Muckertum, Wutschnaufen und Politik: der Crossover von Skunk Anansie
Über den Song möchte Skin nicht mehr sprechen. Die drei Männer ihrer Band lächeln gequält und wissend, als sie routiniert und bitter erzählt, wovon „Intellectualise My Blackness“ handelt, ein Song vom ersten Album von Skunk Anansie.
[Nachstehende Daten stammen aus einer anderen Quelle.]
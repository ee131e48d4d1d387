#![allow(non_fmt_panics)]

//! Code that panics the edition-2015 way, with whatever value is handed to `panic!`.

/// Panics with the exit code itself as the payload.
pub fn exit_with(code: u32) {
    if code != 0 {
        panic!(code);
    }
}

/// Panics with an owned `String` payload built from `name`.
pub fn missing(name: &str) {
    panic!(format!("missing {}", name));
}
Viele Jahre liege das zurück, sagt Skin, auf der Universität war es, und da war dieser Mann: „He tried to intellectualise my blackness/ To make it easier for his whiteness/ Then he teils me I’m so different from those other shits.“ Heute wird vorsichtshalber gleich mitgeteilt, die schwarze, geschmeidige, fast glatzige Frau sei lesbisch. Die Wahrheit liegt vermutlich in der Mitte.
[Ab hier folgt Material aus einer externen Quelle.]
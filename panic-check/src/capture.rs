use std::{
    any::Any,
    borrow::Cow,
    cell::Cell,
    fmt,
    panic::AssertUnwindSafe,
    sync::Once,
};

use backtrace::Backtrace;
use bstr::ByteSlice;

use crate::{classify, BacktraceStyle};

/// A panic caught by [`capture`].
pub struct Panic {
    payload: Box<dyn Any + Send>,
    report: Option<HookReport>,
}

struct HookReport {
    message: String,
    location: Option<String>,
    backtrace: Option<Backtrace>,
}

impl Panic {
    pub fn payload(&self) -> &(dyn Any + Send) {
        &*self.payload
    }

    pub fn into_payload(self) -> Box<dyn Any + Send> {
        self.payload
    }

    pub fn is<T: Any>(&self) -> bool {
        self.payload.is::<T>()
    }

    pub fn downcast_ref<T: Any>(&self) -> Option<&T> {
        self.payload.downcast_ref::<T>()
    }

    /// The payload as text, if it is a string or an error. See [`crate::payload_text`].
    pub fn text(&self) -> Option<Cow<'_, str>> {
        classify::payload_text(self.payload())
    }

    /// The payload rendered for diagnostics.
    pub fn describe(&self) -> String {
        classify::describe_payload(self.payload())
    }

    /// The panic hook's report, `panicked at file:line:col:` followed by the message.
    ///
    /// This is the last report the hook recorded on this thread inside the capture. It is `None`
    /// when no panic inside the capture went through the hook, as with
    /// [`std::panic::resume_unwind`]. A panic that was caught and swallowed inside the closure
    /// still leaves its report behind for a later `resume_unwind`.
    pub fn message(&self) -> Option<&str> {
        self.report.as_ref().map(|report| report.message.as_str())
    }

    /// Where the panic in [`Panic::message`] happened.
    pub fn location(&self) -> Option<&str> {
        self.report.as_ref()?.location.as_deref()
    }

    /// Only captured when backtraces are enabled, see [`crate::Opts`].
    pub fn backtrace(&self) -> Option<&Backtrace> {
        self.report.as_ref()?.backtrace.as_ref()
    }

    /// Continues unwinding with the original payload.
    pub fn resume(self) -> ! {
        std::panic::resume_unwind(self.payload)
    }
}

impl fmt::Debug for Panic {
    fn fmt(&self, f: &mut fmt::Formatter<'_>) -> fmt::Result {
        f.debug_struct("Panic")
            .field("payload", &format_args!("{}", self.describe()))
            .field("location", &self.location())
            .finish_non_exhaustive()
    }
}

thread_local! {
    static CAPTURE_DEPTH: Cell<usize> = const { Cell::new(0) };
    static PANIC_INFO: Cell<Option<HookReport>> = const { Cell::new(None) };
}

static INSTALL_HOOK: Once = Once::new();

fn install_hook() {
    INSTALL_HOOK.call_once(|| {
        let previous = std::panic::take_hook();
        std::panic::set_hook(Box::new(move |panic_info| {
            if CAPTURE_DEPTH.with(Cell::get) == 0 {
                return previous(panic_info);
            }

            let message = format!("{panic_info}");
            log::trace!("captured {message}");

            let backtrace = match crate::opts().backtrace_style() {
                BacktraceStyle::Disabled => None,
                BacktraceStyle::Short | BacktraceStyle::Full => Some(Backtrace::new()),
            };

            PANIC_INFO.with(move |cell| {
                cell.set(Some(HookReport {
                    message,
                    location: panic_info.location().map(ToString::to_string),
                    backtrace,
                }))
            });
        }));
    });
}

/// Holds the enclosing capture's report while a nested capture runs, so a capture started from a
/// `Drop` during unwinding leaves the report of the panic being unwound in place.
struct CaptureScope {
    outer: Option<HookReport>,
}

impl CaptureScope {
    fn enter() -> Self {
        CAPTURE_DEPTH.with(|depth| depth.set(depth.get() + 1));
        CaptureScope {
            outer: PANIC_INFO.with(Cell::take),
        }
    }

    /// The report recorded inside this scope.
    fn exit(mut self) -> Option<HookReport> {
        let outer = self.outer.take();
        PANIC_INFO.with(|cell| cell.replace(outer))
    }
}

impl Drop for CaptureScope {
    fn drop(&mut self) {
        if let Some(outer) = self.outer.take() {
            PANIC_INFO.with(|cell| cell.set(Some(outer)));
        }
        CAPTURE_DEPTH.with(|depth| depth.set(depth.get() - 1));
    }
}

/// Runs `f` and catches any panic that unwinds out of it.
///
/// Returns `None` if `f` returned normally. Panics inside `f` are not printed by the default
/// hook; they are recorded on the returned [`Panic`] instead. Panics on other threads, and
/// panics on this thread outside of `capture`, go to whatever hook was installed before.
///
/// The hook cannot be installed while the thread is unwinding. If the first `capture` in the
/// process runs from a `Drop` during a panic, it still catches, but its [`Panic`] has no report
/// and the hook is installed by the next `capture` outside of unwinding.
pub fn capture<F: FnOnce()>(f: F) -> Option<Panic> {
    if !std::thread::panicking() {
        install_hook();
    }

    #[inline(never)]
    fn panic_check_run<R>(f: impl FnOnce() -> R) -> std::thread::Result<R> {
        std::panic::catch_unwind(AssertUnwindSafe(f))
    }

    let scope = CaptureScope::enter();
    let result = panic_check_run(f);
    let report = scope.exit();

    match result {
        Ok(()) => None,
        Err(payload) => {
            let report = report.map(|mut report| {
                if let BacktraceStyle::Short = crate::opts().backtrace_style() {
                    report.backtrace = report.backtrace.map(trim_backtrace);
                }
                report
            });

            Some(Panic { payload, report })
        }
    }
}

/// Keeps the frames between the unwind entry point and `panic_check_run`.
fn trim_backtrace(backtrace: Backtrace) -> Backtrace {
    let mut found_start = false;
    let mut frames = Vec::new();
    for frame in backtrace.frames() {
        if !found_start {
            let [sym] = frame.symbols() else {
                continue
            };

            let Some(name) = sym.name() else {
                continue
            };

            if name.as_bytes().contains_str("rust_begin_unwind") {
                found_start = true;
            }
        } else {
            frames.push(frame.clone());

            let [sym] = frame.symbols() else {
                continue
            };

            let Some(name) = sym.name() else {
                continue
            };

            if name.as_bytes().contains_str("panic_check_run") {
                break;
            }
        }
    }

    frames.pop();

    if found_start {
        Backtrace::from(frames)
    } else {
        backtrace
    }
}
Fürs Cover des Debüt-Albums posierte Skin in Militärhosen und klobigen Stiefeln, muskulöse Arme vor der Brust verschränkt. Die Plattenfirma trefflich: Skin „gleicht einer tickenden Zeitbombe“. Der Albumtitel: „Parnoid & Sunburnt“ – was eher hirnverbrannt klingt. Die Musik: Metal plus Funk plus Stadionrock plus Plüsch, knallige Hymnen, die sich über Energie und Hysterie vermitteln. Slogans wie „They’re selling Jesus again“ preßt Skin wieder und wieder mit einer Wut hervor, als müßte sie das Böse bannen. Das Klischee der „Amazone“, der „Animalischen“ drängt sich peinlich auf. Die Band („Wir arbeiten sehr eng zusammen, jeder spürt, wenn ein anderer auf der Bühne nicht bei der Sache ist“) ist eher dem Muckertum verpflichtet: „Eklektisch ist das Wort“, sagt der Gitarrist Ace. „Man kann alles machen, nur der Soooong muß gut sein“, postuliert Skin. „Wir haben jetzt eine neue Platte“, nölt Schlagzeuger Mark, etatmäßig übernächtigt, maulig und seine Mütze verkehrtherum tragend.
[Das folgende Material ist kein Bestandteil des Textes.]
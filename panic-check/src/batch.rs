use std::fmt;

use crate::{
    capture::{capture, Panic},
    classify::Expectation,
};

/// One row of a panic table.
///
/// `f` is only borrowed while it runs, so the same table can be run any number of times.
pub struct NamedCase<'a> {
    /// Used only in failure messages; it does not have to be unique.
    pub name: String,
    pub f: Box<dyn Fn() + 'a>,
    pub expect: Expectation,
}

impl<'a> NamedCase<'a> {
    /// A case that accepts any panic.
    pub fn new(name: impl Into<String>, f: impl Fn() + 'a) -> Self {
        Self {
            name: name.into(),
            f: Box::new(f),
            expect: Expectation::Any,
        }
    }

    #[must_use]
    pub fn expecting(mut self, expect: Expectation) -> Self {
        self.expect = expect;
        self
    }

    fn run(&self) -> Option<Panic> {
        log::debug!("running panic case '{}'", self.name);
        capture(|| (self.f)())
    }
}

impl fmt::Debug for NamedCase<'_> {
    fn fmt(&self, f: &mut fmt::Formatter<'_>) -> fmt::Result {
        f.debug_struct("NamedCase")
            .field("name", &self.name)
            .field("expect", &self.expect)
            .finish_non_exhaustive()
    }
}

/// Runs every case and calls `on_no_panic` with the name of each one that does not panic.
///
/// Prefer [`run_batch`], which also checks the panic payloads.
pub fn panics_batch(cases: &[NamedCase<'_>], mut on_no_panic: impl FnMut(&str)) {
    for case in cases {
        if case.run().is_none() {
            log::trace!("'{}' did not panic", case.name);
            on_no_panic(&case.name);
        }
    }
}

/// Like [`panics_batch`], but every panic that does happen is passed to `on_panic`.
pub fn panics_get_batch(
    cases: &[NamedCase<'_>],
    mut on_no_panic: impl FnMut(&str),
    mut on_panic: impl FnMut(&Panic),
) {
    for case in cases {
        match case.run() {
            None => {
                log::trace!("'{}' did not panic", case.name);
                on_no_panic(&case.name);
            }
            Some(panic) => on_panic(&panic),
        }
    }
}

/// Runs every case and calls `on_panic` with the name of each one that panics.
pub fn not_panics_batch(cases: &[NamedCase<'_>], mut on_panic: impl FnMut(&str)) {
    not_panics_get_batch(cases, |name, _| on_panic(name))
}

/// Like [`not_panics_batch`], but `on_panic` also gets the panic.
pub fn not_panics_get_batch(cases: &[NamedCase<'_>], mut on_panic: impl FnMut(&str, &Panic)) {
    for case in cases {
        if let Some(panic) = case.run() {
            log::trace!("'{}' panicked: {}", case.name, panic.describe());
            on_panic(&case.name, &panic);
        }
    }
}

/// Runs every case and checks its panic payload.
///
/// A case that does not panic is passed to `on_no_panic` and its payload is not checked. A case
/// whose payload does not meet its expectation is passed to `on_mismatch` along with the
/// expectation it was checked against. `shared`, when given, replaces every case's own
/// expectation for that check.
///
/// [`crate::not_contains_error`] and its siblings are ready-made `on_mismatch` callbacks.
///
/// # Panics
///
/// On an invalid [`Expectation::Pattern`] or an uncomparable [`Expectation::Value`]. The
/// remaining cases are not run. A shared pattern is compiled before the first case; a case's own
/// pattern just before that case runs.
pub fn run_batch(
    cases: &[NamedCase<'_>],
    shared: Option<&Expectation>,
    mut on_no_panic: impl FnMut(&str),
    mut on_mismatch: impl FnMut(&str, &Expectation, &Panic),
) {
    let shared = shared.map(|expect| (expect, expect.compile_or_abort()));

    for case in cases {
        let own;
        let (expect, matcher) = match &shared {
            Some((expect, matcher)) => (*expect, matcher),
            None => {
                own = case.expect.compile_or_abort();
                (&case.expect, &own)
            }
        };

        match case.run() {
            None => {
                log::trace!("'{}' did not panic", case.name);
                on_no_panic(&case.name);
            }
            Some(panic) => {
                if !matcher.matches(panic.payload()) {
                    log::trace!(
                        "'{}' panicked with {}, expected {expect}",
                        case.name,
                        panic.describe()
                    );
                    on_mismatch(&case.name, expect, &panic);
                }
            }
        }
    }
}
Das neue Album heißt „Stoosh“, bläst einen mal um, und ein anderes Mal möchte man es für seine Gelungenheit hassen. Diese Gruppe freut sich schon auf die Stadien der Welt: „Wir können da sogar am besten spielen.“ Skunk Anansie exekutieren den guten alten Crossover, das können sie. „Es gibt aber auch ruhige Songs“, sagt Skin. „Wenn jemand nur die langsamen Stücke mag – fair enough.“ In der Tat stehen ihnen viele Möglichkeiten zu Gebote. Großzügig blicken sie auf Oasis herab: „Einfacher Rock, aber die Songs sind als Hits konzipiert.“ Ihr Song „Brazen (Weep)“ klingt wie ein Superhit. Noch ein Video dazu, dann die Weltberühmtheit.
„Yes, it’s fucking political“, zetert Skin gleich im ersten Song des Albums, und der Ton gemahnt an Nina Hagen. Dazu fiepen und lärmen die Kollegen. Hier soll alles Schrei sein (nach Liebe, nach Geborgenheit, nach Gerechtigkeit, nach Gloriosem). Ein Schrei wie „Hedonism (Just Because You Feel Good)“. Und ist das gut oder schlecht? Skin: „Na ja, man fühlt sich gerade gut, deshalb folgt man der Lust. Aber das Ergebnis kann natürlich schlecht sein. Verstehst Du?“ Der Gitarrist: „Das ist kein Song, der den Hedonismus verherrlicht.“
„Drum’n’Bass“, neuerdings des Musikjournalisten liebste Wortkombination, ist Skunk Anansie noch nicht geläufig. Und auch keine Herausforderung. „Rock wird es immer geben. Wir könnten auch so ein Album aufnehmen. Das ist aber langweilig. Das Zusammenspiel ist das Entscheidende, die Überraschung.“ Der Bassist: „Rock ist nach wie vor klassisch. Klassisch!“ Der Gitarrist: Ja, klassisch.“ Seid Ihr vielleicht sogar – altmodisch? Ein Lächeln von Skin.